*Task directions*
Lines that include the word "listen" should be copied from the listing that follows.
START Available records
//! Queue subscription.
//!
//! A [`Subscription`] owns one channel dedicated to consuming a single queue.
//! [`Subscription::listen`] runs the whole lifecycle and is meant to be
//! driven on its own task:
//!
//! ```text
//! Created ─► Configuring ─► Consuming ─► Draining ─► Closed
//!                 │                          ▲
//!                 └── setup failed ──────────┘ (zero summary)
//! ```
//!
//! - **Configuring**: prefetch is set to the output sink's capacity, the
//!   queue is declared (durable when named, transient otherwise) and every
//!   binding exchange is declared as fanout and bound. Exchange failures
//!   are logged and skipped.
//! - **Consuming**: a named queue gets a shared consumer, a transient queue
//!   an exclusive one. Both require explicit acknowledgement.
//! - **Draining**: deliveries are forwarded to the output sink in broker
//!   order until the broker ends the stream. That is the only way the loop
//!   ends; [`Subscription::close`] asks the broker to cancel the consumer
//!   and the broker then ends the stream.
//! - **Closed**: exactly one [`SubscriptionClosed`] summary is posted to the
//!   control sink so the owner can settle unacknowledged deliveries.

use std::fmt;
use std::sync::{Mutex, MutexGuard};

use serde::Deserialize;
use tokio::sync::mpsc;

use crate::clock::{consumer_name, system_clock, ClockPtr};
use crate::domain::{ChannelPtr, ConsumeMode, Delivery, DeliveryStream, ExchangeKind};
use crate::envelope::from_raw;
use crate::{log_debug, log_error, log_info, log_warn, Error, Result};

/// Queue and bindings a subscription consumes from.
///
/// ```
/// # use mom_pubsub::SubscriptionConfig;
/// let config: SubscriptionConfig =
///     serde_json::from_str(r#"{ "queue": "audit", "bindings": ["orders", "refunds"] }"#).unwrap();
/// assert_eq!(config.queue.as_deref(), Some("audit"));
/// assert_eq!(config.bindings.len(), 2);
/// ```
#[derive(Debug, Clone, Default, PartialEq, Eq, Deserialize)]
pub struct SubscriptionConfig {
    /// Durable queue to consume. `None` (or empty) declares a transient,
    /// broker-named queue consumed exclusively.
    #[serde(default)]
    pub queue: Option<String>,

    /// Exchanges to declare as fanout and bind the queue to, in order.
    #[serde(default)]
    pub bindings: Vec<String>,
}

/// End-of-life report posted once per subscription.
#[derive(Clone)]
pub struct SubscriptionClosed {
    /// Deliveries received from the broker.
    pub delivery_count: u64,
    /// Tag of the most recently forwarded delivery, 0 if none.
    pub latest_delivery_tag: u64,
    /// Channel the deliveries arrived on.
    pub latest_consumer: ChannelPtr,
}

impl fmt::Debug for SubscriptionClosed {
    fn fmt(&self, f: &mut fmt::Formatter<'_>) -> fmt::Result {
        f.debug_struct("SubscriptionClosed")
            .field("delivery_count", &self.delivery_count)
            .field("latest_delivery_tag", &self.latest_delivery_tag)
            .field("latest_consumer", &self.latest_consumer.id())
            .finish()
    }
}

/// Result of declaring and binding one exchange.
#[derive(Debug, Clone, PartialEq, Eq)]
pub struct BindingOutcome {
    pub exchange: String,
    pub declare: Result<()>,
    pub bind: Result<()>,
}

impl BindingOutcome {
    pub fn is_ok(&self) -> bool {
        self.declare.is_ok() && self.bind.is_ok()
    }
}

/// Lifecycle position of a subscription.
#[derive(Debug, Clone, Copy, PartialEq, Eq)]
pub enum SubscriptionState {
    Created,
    Configuring,
    Consuming,
    Draining,
    Closed,
}

/// Consumes one queue and streams its deliveries to an output sink.
pub struct Subscription {
    channel: ChannelPtr,
    queue: Option<String>,
    consumer: String,
    bindings: Vec<String>,
    output: mpsc::Sender<Delivery>,
    control: mpsc::Sender<SubscriptionClosed>,
    state: Mutex<SubscriptionState>,
}

impl Subscription {
    /// Create a subscription on `channel` using the system clock for the
    /// consumer name.
    pub fn new(
        channel: ChannelPtr,
        config: SubscriptionConfig,
        output: mpsc::Sender<Delivery>,
        control: mpsc::Sender<SubscriptionClosed>,
    ) -> Self {
        // ---
        Self::builder(channel, output, control).config(config).build()
    }

    pub fn builder(
        channel: ChannelPtr,
        output: mpsc::Sender<Delivery>,
        control: mpsc::Sender<SubscriptionClosed>,
    ) -> SubscriptionBuilder {
        SubscriptionBuilder {
            channel,
            output,
            control,
            config: SubscriptionConfig::default(),
            clock: system_clock(),
        }
    }

    /// Name the consumer is registered under on the broker.
    pub fn consumer(&self) -> &str {
        &self.consumer
    }

    pub fn state(&self) -> SubscriptionState {
        *lock_ignore_poison(&self.state)
    }

    /// Run the subscription to completion.
    ///
    /// Returns once the broker ends the delivery stream, after the closure
    /// summary has been posted. A setup failure still posts a zero summary
    /// and is then returned as [`Error::Setup`].
    ///
    /// A subscription runs once. Calling `listen` again, or concurrently,
    /// fails with [`Error::Setup`] without touching the channel or posting
    /// another summary.
    pub async fn listen(&self) -> Result<()> {
        // ---
        {
            let mut state = lock_ignore_poison(&self.state);
            if *state != SubscriptionState::Created {
                log_warn!("subscription {} already started ({:?})", self.consumer, *state);
                return Err(Error::Setup(format!(
                    "subscription {} already started",
                    self.consumer
                )));
            }
            *state = SubscriptionState::Configuring;
        }

        log_info!("subscription {} starting", self.consumer);

        let (delivery_count, latest_delivery_tag, outcome) = match self.open().await {
            Ok(stream) => {
                let (count, latest) = self.drain(stream).await;
                (count, latest, Ok(()))
            }
            Err(err) => (0, 0, Err(err)),
        };

        self.transition(SubscriptionState::Closed);
        let summary = SubscriptionClosed {
            delivery_count,
            latest_delivery_tag,
            latest_consumer: self.channel.clone(),
        };
        if self.control.send(summary).await.is_err() {
            log_warn!("subscription {}: control sink closed", self.consumer);
        }

        log_info!(
            "subscription {} closed after {delivery_count} deliveries (latest tag {latest_delivery_tag})",
            self.consumer
        );
        outcome
    }

    /// Ask the broker to cancel this subscription's consumer.
    ///
    /// `listen` returns once the broker reacts by ending the stream.
    pub async fn close(&self) -> Result<()> {
        // ---
        log_debug!("subscription {}: cancelling consumer", self.consumer);
        self.channel.cancel_consumer(&self.consumer).await
    }

    async fn open(&self) -> Result<DeliveryStream> {
        // ---
        let prefetch = u16::try_from(self.output.max_capacity()).unwrap_or(u16::MAX);
        if let Err(_err) = self.channel.configure_buffer(prefetch).await {
            log_warn!("unable to set prefetch {prefetch}: {_err}");
        }

        let queue = self.declare_queue().await?;
        self.bind(&queue).await;

        self.transition(SubscriptionState::Consuming);
        let mode = match self.queue {
            Some(_) => ConsumeMode::SHARED,
            None => ConsumeMode::EXCLUSIVE,
        };

        self.channel
            .consume(&queue, &self.consumer, mode)
            .await
            .map_err(|err| {
                log_error!("unable to consume queue [{queue}]: {err}");
                Error::Setup(format!("consume [{queue}]: {err}"))
            })
    }

    async fn declare_queue(&self) -> Result<String> {
        // ---
        let declared = match &self.queue {
            Some(name) => self
                .channel
                .declare_queue(name)
                .await
                .map(|_| name.clone()),
            None => self.channel.declare_transient_queue().await,
        };

        declared.map_err(|err| {
            let name = self.queue.as_deref().unwrap_or("<transient>");
            log_error!("unable to declare queue [{name}]: {err}");
            Error::Setup(format!("declare queue [{name}]: {err}"))
        })
    }

    /// Declare and bind every exchange, in order, without stopping at a
    /// failure.
    pub(crate) async fn bind(&self, queue: &str) -> Vec<BindingOutcome> {
        // ---
        let mut outcomes = Vec::with_capacity(self.bindings.len());

        for exchange in &self.bindings {
            let declare = self
                .channel
                .declare_exchange(exchange, ExchangeKind::Fanout)
                .await;
            if let Err(_err) = &declare {
                log_error!("unable to create [fanout] exchange [{exchange}]: {_err}");
            }

            let bind = self.channel.bind_exchange_to_queue(queue, exchange).await;
            if let Err(_err) = &bind {
                log_error!("unable to bind exchange [{exchange}] to queue [{queue}]: {_err}");
            }

            outcomes.push(BindingOutcome {
                exchange: exchange.clone(),
                declare,
                bind,
            });
        }

        outcomes
    }

    async fn drain(&self, mut stream: DeliveryStream) -> (u64, u64) {
        // ---
        self.transition(SubscriptionState::Draining);

        let mut delivery_count = 0;
        let mut latest_tag = 0;

        while let Some(raw) = stream.recv().await {
            delivery_count += 1;
            latest_tag = raw.delivery_tag;

            let delivery = from_raw(raw, self.channel.clone());
            if self.output.send(delivery).await.is_err() {
                log_warn!(
                    "subscription {}: output sink closed, dropping delivery {latest_tag}",
                    self.consumer
                );
            }
        }

        (delivery_count, latest_tag)
    }

    fn transition(&self, next: SubscriptionState) {
        *lock_ignore_poison(&self.state) = next;
    }
}

/// Builder for [`Subscription`].
pub struct SubscriptionBuilder {
    channel: ChannelPtr,
    output: mpsc::Sender<Delivery>,
    control: mpsc::Sender<SubscriptionClosed>,
    config: SubscriptionConfig,
    clock: ClockPtr,
}

impl SubscriptionBuilder {
    pub fn config(mut self, config: SubscriptionConfig) -> Self {
        self.config = config;
        self
    }

    /// Consume the durable queue `name` instead of a transient one.
    pub fn queue(mut self, name: impl Into<String>) -> Self {
        self.config.queue = Some(name.into());
        self
    }

    /// Add a fanout exchange to bind the queue to.
    pub fn bind(mut self, exchange: impl Into<String>) -> Self {
        self.config.bindings.push(exchange.into());
        self
    }

    /// Clock used to derive the consumer name.
    pub fn clock(mut self, clock: ClockPtr) -> Self {
        self.clock = clock;
        self
    }

    pub fn build(self) -> Subscription {
        // ---
        let SubscriptionConfig { queue, bindings } = self.config;

        Subscription {
            channel: self.channel,
            queue: queue.filter(|name| !name.is_empty()),
            consumer: consumer_name(self.clock.now()),
            bindings,
            output: self.output,
            control: self.control,
            state: Mutex::new(SubscriptionState::Created),
        }
    }
}

/// Acquire mutex guard, ignoring poisoning
fn lock_ignore_poison<T>(m: &Mutex<T>) -> MutexGuard<'_, T> {
    match m.lock() {
        Ok(guard) => guard,
        Err(poisoned) => poisoned.into_inner(),
    }
}
//! Translation between the generic envelopes and the wire envelopes.

use std::time::SystemTime;

use crate::domain::{
    //
    Acknowledger,
    ChannelPtr,
    Delivery,
    Dispatch,
    MessageProperties,
    OutboundMessage,
    RawDelivery,
};

/// Build the wire envelope for `dispatch`, stamping `now` when the dispatch
/// carries no timestamp of its own.
pub(crate) fn to_outbound(dispatch: &Dispatch, now: SystemTime) -> OutboundMessage {
    // ---
    OutboundMessage {
        properties: MessageProperties {
            message_type: dispatch.message_type.clone(),
            content_type: dispatch.content_type.clone(),
            content_encoding: dispatch.content_encoding.clone(),
            message_id: dispatch.message_id.clone(),
            correlation_id: dispatch.correlation_id.clone(),
            app_id: dispatch.source_id.clone(),
            timestamp: Some(dispatch.timestamp.unwrap_or(now)),
            persistent: dispatch.durable,
            expiration: dispatch.expiration,
            headers: dispatch.headers.clone(),
        },
        body: dispatch.payload.clone(),
    }
}

/// Wrap a raw broker delivery, binding its acknowledgement to `channel`.
pub(crate) fn from_raw(raw: RawDelivery, channel: ChannelPtr) -> Delivery {
    // ---
    let RawDelivery {
        delivery_tag,
        exchange,
        routing_key,
        redelivered,
        properties,
        body,
    } = raw;

    Delivery {
        delivery_tag,
        exchange,
        routing_key,
        redelivered,
        message_type: properties.message_type,
        content_type: properties.content_type,
        content_encoding: properties.content_encoding,
        message_id: properties.message_id,
        correlation_id: properties.correlation_id,
        source_id: properties.app_id,
        durable: properties.persistent,
        expiration: properties.expiration,
        timestamp: properties.timestamp,
        headers: properties.headers,
        payload: body,
        acknowledger: Acknowledger::new(channel, delivery_tag),
    }
}

#[cfg(test)]
mod tests {
    // ---
    use super::*;
    use crate::testing::FakeChannel;
    use bytes::Bytes;
    use std::sync::Arc;
    use std::time::{Duration, UNIX_EPOCH};

    #[test]
    fn outbound_stamps_missing_timestamp() {
        // ---
        let now = UNIX_EPOCH + Duration::from_secs(1_000);
        let dispatch = Dispatch::new("orders", Bytes::from_static(b"abc"))
            .durable(true)
            .expiration(Duration::from_millis(1500))
            .header("k", "v");

        let message = to_outbound(&dispatch, now);

        assert_eq!(message.body, Bytes::from_static(b"abc"));
        assert_eq!(message.properties.timestamp, Some(now));
        assert!(message.properties.persistent);
        assert_eq!(message.properties.expiration, Some(Duration::from_millis(1500)));
        assert_eq!(message.properties.headers.get("k").map(String::as_str), Some("v"));
    }

    #[test]
    fn outbound_keeps_caller_timestamp() {
        // ---
        let created = UNIX_EPOCH + Duration::from_secs(10);
        let dispatch = Dispatch::new("orders", Bytes::new()).timestamp(created);

        let message = to_outbound(&dispatch, UNIX_EPOCH + Duration::from_secs(99));

        assert_eq!(message.properties.timestamp, Some(created));
    }

    #[tokio::test]
    async fn delivery_acknowledges_on_its_channel() {
        // ---
        let channel = Arc::new(FakeChannel::new(3));
        let raw = RawDelivery {
            delivery_tag: 17,
            exchange: "orders".into(),
            routing_key: "eu".into(),
            redelivered: true,
            properties: MessageProperties {
                app_id: Some("billing".into()),
                ..MessageProperties::default()
            },
            body: Bytes::from_static(b"x"),
        };

        let delivery = from_raw(raw, channel.clone());
        assert_eq!(delivery.source_id.as_deref(), Some("billing"));
        assert!(delivery.redelivered);
        assert_eq!(delivery.acknowledger.channel().id(), 3);

        delivery.acknowledge().await.expect("ack failed");
        delivery.acknowledge_through().await.expect("multi-ack failed");

        assert_eq!(channel.calls().acks, vec![(17, false), (17, true)]);
    }
}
END Available records
*Solved problem*
//! [`Subscription::listen`] runs the whole lifecycle and is meant to be
    /// A subscription runs once. Calling `listen` again, or concurrently,
    pub async fn listen(&self) -> Result<()> {
    /// `listen` returns once the broker reacts by ending the stream.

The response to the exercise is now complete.